Copy each line in the data below that contains the word "match".

━━━━━━━━━━━━━━━━

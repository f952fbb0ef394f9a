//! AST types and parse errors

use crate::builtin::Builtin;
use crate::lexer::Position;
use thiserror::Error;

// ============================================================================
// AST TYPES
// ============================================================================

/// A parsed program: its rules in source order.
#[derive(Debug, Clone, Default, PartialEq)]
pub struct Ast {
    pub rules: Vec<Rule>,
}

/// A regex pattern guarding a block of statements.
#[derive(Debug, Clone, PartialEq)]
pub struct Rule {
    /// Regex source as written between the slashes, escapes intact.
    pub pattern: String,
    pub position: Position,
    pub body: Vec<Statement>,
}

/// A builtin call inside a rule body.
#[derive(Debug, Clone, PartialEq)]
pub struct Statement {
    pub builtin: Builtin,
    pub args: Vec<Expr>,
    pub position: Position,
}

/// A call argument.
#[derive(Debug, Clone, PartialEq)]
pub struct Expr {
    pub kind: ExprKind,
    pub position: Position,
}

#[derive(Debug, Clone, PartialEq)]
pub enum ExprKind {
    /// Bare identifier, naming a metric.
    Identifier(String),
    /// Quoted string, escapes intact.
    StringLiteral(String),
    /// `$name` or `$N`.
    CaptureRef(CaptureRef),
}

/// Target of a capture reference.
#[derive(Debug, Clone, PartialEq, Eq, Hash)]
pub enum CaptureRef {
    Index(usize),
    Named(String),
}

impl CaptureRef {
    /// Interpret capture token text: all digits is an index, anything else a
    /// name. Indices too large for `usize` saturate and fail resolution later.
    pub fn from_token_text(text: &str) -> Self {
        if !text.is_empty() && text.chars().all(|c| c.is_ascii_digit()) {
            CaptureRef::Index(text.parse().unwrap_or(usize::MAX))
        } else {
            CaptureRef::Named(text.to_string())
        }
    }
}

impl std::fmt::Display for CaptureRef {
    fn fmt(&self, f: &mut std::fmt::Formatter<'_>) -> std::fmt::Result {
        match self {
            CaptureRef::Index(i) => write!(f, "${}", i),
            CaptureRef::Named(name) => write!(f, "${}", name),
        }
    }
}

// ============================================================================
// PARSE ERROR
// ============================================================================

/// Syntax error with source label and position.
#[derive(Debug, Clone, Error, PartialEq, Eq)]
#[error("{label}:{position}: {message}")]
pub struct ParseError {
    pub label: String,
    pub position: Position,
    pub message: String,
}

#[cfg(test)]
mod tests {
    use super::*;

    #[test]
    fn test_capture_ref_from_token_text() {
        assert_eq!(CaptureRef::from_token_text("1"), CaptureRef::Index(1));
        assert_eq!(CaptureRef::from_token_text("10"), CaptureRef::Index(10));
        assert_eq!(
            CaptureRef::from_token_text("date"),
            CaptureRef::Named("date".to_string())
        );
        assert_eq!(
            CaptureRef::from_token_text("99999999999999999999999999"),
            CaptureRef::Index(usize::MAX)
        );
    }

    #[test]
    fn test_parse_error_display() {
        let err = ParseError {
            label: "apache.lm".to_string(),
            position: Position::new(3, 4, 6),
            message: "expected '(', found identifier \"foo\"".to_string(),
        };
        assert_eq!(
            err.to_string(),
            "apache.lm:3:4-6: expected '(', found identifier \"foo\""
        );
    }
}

━━━━━━━━━━━━━━━━

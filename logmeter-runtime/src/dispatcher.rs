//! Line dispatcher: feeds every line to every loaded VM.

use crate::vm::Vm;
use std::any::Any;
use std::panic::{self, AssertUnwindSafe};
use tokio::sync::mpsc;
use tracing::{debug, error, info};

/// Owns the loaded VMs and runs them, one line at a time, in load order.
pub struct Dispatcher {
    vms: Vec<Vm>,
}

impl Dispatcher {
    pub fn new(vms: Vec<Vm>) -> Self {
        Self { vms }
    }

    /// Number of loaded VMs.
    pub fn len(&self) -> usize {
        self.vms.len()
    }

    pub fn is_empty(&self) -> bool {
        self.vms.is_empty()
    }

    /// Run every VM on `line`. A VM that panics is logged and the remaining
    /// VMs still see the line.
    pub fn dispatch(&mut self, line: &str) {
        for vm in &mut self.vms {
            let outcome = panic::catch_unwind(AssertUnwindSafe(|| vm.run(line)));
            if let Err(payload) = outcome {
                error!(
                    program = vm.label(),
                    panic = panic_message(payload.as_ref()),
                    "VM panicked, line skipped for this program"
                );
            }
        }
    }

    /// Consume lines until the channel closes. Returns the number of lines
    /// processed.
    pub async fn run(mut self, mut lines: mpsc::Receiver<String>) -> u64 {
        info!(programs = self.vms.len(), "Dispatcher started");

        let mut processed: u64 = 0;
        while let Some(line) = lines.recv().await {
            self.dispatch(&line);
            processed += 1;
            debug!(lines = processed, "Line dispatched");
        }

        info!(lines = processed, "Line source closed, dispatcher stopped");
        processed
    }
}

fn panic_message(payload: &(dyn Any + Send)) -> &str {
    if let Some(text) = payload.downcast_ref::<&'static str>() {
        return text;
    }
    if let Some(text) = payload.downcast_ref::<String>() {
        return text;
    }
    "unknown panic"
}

━━━━━━━━━━━━━━━━

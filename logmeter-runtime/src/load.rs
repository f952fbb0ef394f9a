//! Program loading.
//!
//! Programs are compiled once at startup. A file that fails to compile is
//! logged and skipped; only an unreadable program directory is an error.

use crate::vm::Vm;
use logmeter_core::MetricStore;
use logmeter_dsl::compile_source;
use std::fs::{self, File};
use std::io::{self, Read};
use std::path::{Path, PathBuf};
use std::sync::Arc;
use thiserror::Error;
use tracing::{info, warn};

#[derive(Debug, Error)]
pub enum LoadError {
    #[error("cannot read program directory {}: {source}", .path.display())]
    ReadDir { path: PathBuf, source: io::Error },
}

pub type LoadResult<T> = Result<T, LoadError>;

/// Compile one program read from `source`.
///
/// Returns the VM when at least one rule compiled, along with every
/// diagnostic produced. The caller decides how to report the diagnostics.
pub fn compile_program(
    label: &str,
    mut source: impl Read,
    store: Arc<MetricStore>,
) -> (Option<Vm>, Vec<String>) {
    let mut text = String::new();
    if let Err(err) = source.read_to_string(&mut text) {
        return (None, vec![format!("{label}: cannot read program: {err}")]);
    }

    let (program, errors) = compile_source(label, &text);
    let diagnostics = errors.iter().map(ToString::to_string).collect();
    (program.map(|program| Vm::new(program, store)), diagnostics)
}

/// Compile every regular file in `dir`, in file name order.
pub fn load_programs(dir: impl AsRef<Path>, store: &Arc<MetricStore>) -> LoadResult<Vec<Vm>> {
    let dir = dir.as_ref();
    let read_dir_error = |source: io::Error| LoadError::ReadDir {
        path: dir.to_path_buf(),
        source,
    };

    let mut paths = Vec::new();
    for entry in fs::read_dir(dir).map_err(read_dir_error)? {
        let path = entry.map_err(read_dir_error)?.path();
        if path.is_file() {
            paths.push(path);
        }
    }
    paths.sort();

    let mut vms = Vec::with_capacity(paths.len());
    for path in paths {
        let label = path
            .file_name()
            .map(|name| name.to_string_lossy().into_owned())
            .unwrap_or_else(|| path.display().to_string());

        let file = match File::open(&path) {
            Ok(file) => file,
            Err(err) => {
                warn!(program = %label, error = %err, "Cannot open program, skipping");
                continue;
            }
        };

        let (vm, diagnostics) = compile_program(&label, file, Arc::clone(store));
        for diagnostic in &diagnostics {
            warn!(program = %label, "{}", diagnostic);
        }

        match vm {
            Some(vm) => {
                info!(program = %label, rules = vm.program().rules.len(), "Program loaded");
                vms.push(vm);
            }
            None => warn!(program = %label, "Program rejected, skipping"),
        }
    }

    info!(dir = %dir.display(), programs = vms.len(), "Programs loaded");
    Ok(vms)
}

━━━━━━━━━━━━━━━━

WORKED SOLUTION:
        match self {
        let file = match File::open(&path) {
        match vm {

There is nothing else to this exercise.